GONG
Love From The Planet Gong: The Virgin Years 1973 - 75 UMG
GONG TOOK IDEAS AND GAVE THEM A PHYSICAL FORM IN THE REAL WORLD.
Long-promised box set exceeds expectations.
The history of the Radio Gnome trilogy on CD has been especially disputatious with band members crying foul at the French label BYG’s use of unauthorised and indifferent stereo masters over the years. This wonderful boxed set, brimming with outtakes, previously unreleased material, new mixes and remasters, finally delivers on what is the definitive word on this period in Gong’s evolution.

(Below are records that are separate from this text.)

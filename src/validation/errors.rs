//! Per-field validation messages

use serde::ser::{Serialize, SerializeMap, Serializer};

/// Ordered mapping from field name to a human-readable message.
///
/// Inserting a second message for the same field replaces the first one
/// while keeping the field's original position.
#[derive(Debug, Clone, Default, PartialEq, Eq)]
pub struct FieldErrors {
    entries: Vec<(String, String)>,
}

impl FieldErrors {
    pub fn new() -> Self {
        Self::default()
    }

    /// Record a message for a field
    pub fn insert(&mut self, field: &str, message: impl Into<String>) {
        let message = message.into();
        match self.entries.iter_mut().find(|(name, _)| name == field) {
            Some(entry) => entry.1 = message,
            None => self.entries.push((field.to_string(), message)),
        }
    }

    pub fn get(&self, field: &str) -> Option<&str> {
        self.entries
            .iter()
            .find(|(name, _)| name == field)
            .map(|(_, message)| message.as_str())
    }

    pub fn contains(&self, field: &str) -> bool {
        self.get(field).is_some()
    }

    pub fn is_empty(&self) -> bool {
        self.entries.is_empty()
    }

    pub fn len(&self) -> usize {
        self.entries.len()
    }

    /// Field names in insertion order
    pub fn fields(&self) -> impl Iterator<Item = &str> {
        self.entries.iter().map(|(name, _)| name.as_str())
    }

    pub fn iter(&self) -> impl Iterator<Item = (&str, &str)> {
        self.entries
            .iter()
            .map(|(name, message)| (name.as_str(), message.as_str()))
    }
}

impl Serialize for FieldErrors {
    fn serialize<S: Serializer>(&self, serializer: S) -> Result<S::Ok, S::Error> {
        let mut map = serializer.serialize_map(Some(self.entries.len()))?;
        for (field, message) in &self.entries {
            map.serialize_entry(field, message)?;
        }
        map.end()
    }
}
//! Router assembly and the HTTP server loop

use std::net::SocketAddr;
use std::time::Duration;

use axum::{
    extract::DefaultBodyLimit,
    middleware::{from_fn, from_fn_with_state},
    routing::get,
    Router,
};
use tokio::{net::TcpListener, signal::ctrl_c};
use tower_http::{services::ServeDir, trace::TraceLayer};
use tracing::{error, info};

use crate::forms::FormKind;
use crate::handlers::{self, AppState};
use crate::middleware::{enforce_rate_limit, log_requests, rate_limit::spawn_cleanup};
use crate::utils::errors::{FormDeskError, Result};

#[cfg(unix)]
use tokio::signal::unix::{signal, SignalKind};

/// How often idle clients are dropped from the rate limiter
pub const RATE_LIMIT_CLEANUP_PERIOD: Duration = Duration::from_secs(300);

/// Build the application router. Disabled forms are not routed.
pub fn build_router(state: AppState) -> Router {
    let settings = state.settings.clone();
    let features = &settings.features;

    let mut forms = Router::new();
    if features.contact_form {
        forms = forms.route(
            FormKind::Contact.path(),
            get(handlers::contact::show).post(handlers::contact::submit),
        );
    }
    if features.donation_form {
        forms = forms.route(
            FormKind::Donation.path(),
            get(handlers::donation::show).post(handlers::donation::submit),
        );
    }
    if features.registration_form {
        forms = forms.route(
            FormKind::Registration.path(),
            get(handlers::registration::show).post(handlers::registration::submit),
        );
    }
    if features.hire_form {
        forms = forms.route(
            FormKind::Hire.path(),
            get(handlers::hire::show).post(handlers::hire::submit),
        );
    }

    if settings.rate_limit.enabled {
        forms = forms.layer(from_fn_with_state(state.rate_limiter.clone(), enforce_rate_limit));
    }

    Router::new()
        .route("/health", get(handlers::health))
        .merge(forms)
        .nest_service(state.photos.public_prefix(), ServeDir::new(state.photos.directory()))
        .layer(DefaultBodyLimit::max(settings.server.max_body_bytes))
        .layer(from_fn(log_requests))
        .layer(TraceLayer::new_for_http())
        .with_state(state)
}

/// Bind, serve until a shutdown signal arrives, then drain
pub async fn serve(state: AppState) -> Result<()> {
    let address = state.settings.bind_address();
    state.photos.ensure_directory().await?;

    let cleanup = state
        .settings
        .rate_limit
        .enabled
        .then(|| spawn_cleanup(state.rate_limiter.clone(), RATE_LIMIT_CLEANUP_PERIOD));

    let app = build_router(state);

    info!("Binding to {address}");
    let listener = TcpListener::bind(&address)
        .await
        .map_err(|e| FormDeskError::Config(format!("Failed to bind {}: {}", address, e)))?;
    info!("Server running on {address}");

    axum::serve(listener, app.into_make_service_with_connect_info::<SocketAddr>())
        .with_graceful_shutdown(shutdown_signal())
        .await?;

    if let Some(cleanup) = cleanup {
        cleanup.abort();
    }
    info!("Server shut down");
    Ok(())
}

pub async fn shutdown_signal() {
    let ctrl_c = async {
        if let Err(e) = ctrl_c().await {
            error!(error = %e, "Failed to install Ctrl+C handler");
            std::future::pending::<()>().await;
        }
        info!("Received Ctrl+C, shutting down");
    };

    #[cfg(unix)]
    let terminate = async {
        match signal(SignalKind::terminate()) {
            Ok(mut stream) => {
                stream.recv().await;
                info!("Received terminate signal, shutting down");
            }
            Err(e) => {
                error!(error = %e, "Failed to install signal handler");
                std::future::pending::<()>().await;
            }
        }
    };

    #[cfg(not(unix))]
    let terminate = std::future::pending::<()>();

    tokio::select! {
        _ = ctrl_c => {},
        _ = terminate => {},
    }
}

Previously, if you wanted to hear the very best version of Flying Teapot then Virgin’s original vinyl pressing was the only way to go. Now, with access to the original stereo masters, this new edition rescues the glissando guitar from its background obscurity, returning it to its position as a transcendent jumping-off point on the title track. That’s just one of many notable differences that sets this above any previously available CD release. Sonic improvements abound. The three quad mixes of You add yet more revelatory audio detail.
Suffice to say that the comprehensive restoration undertaken by engineer Simon Heyworth – who was there with Gong first time around – and signed off by the band, make these editions of their four studio albums absolutely indispensable.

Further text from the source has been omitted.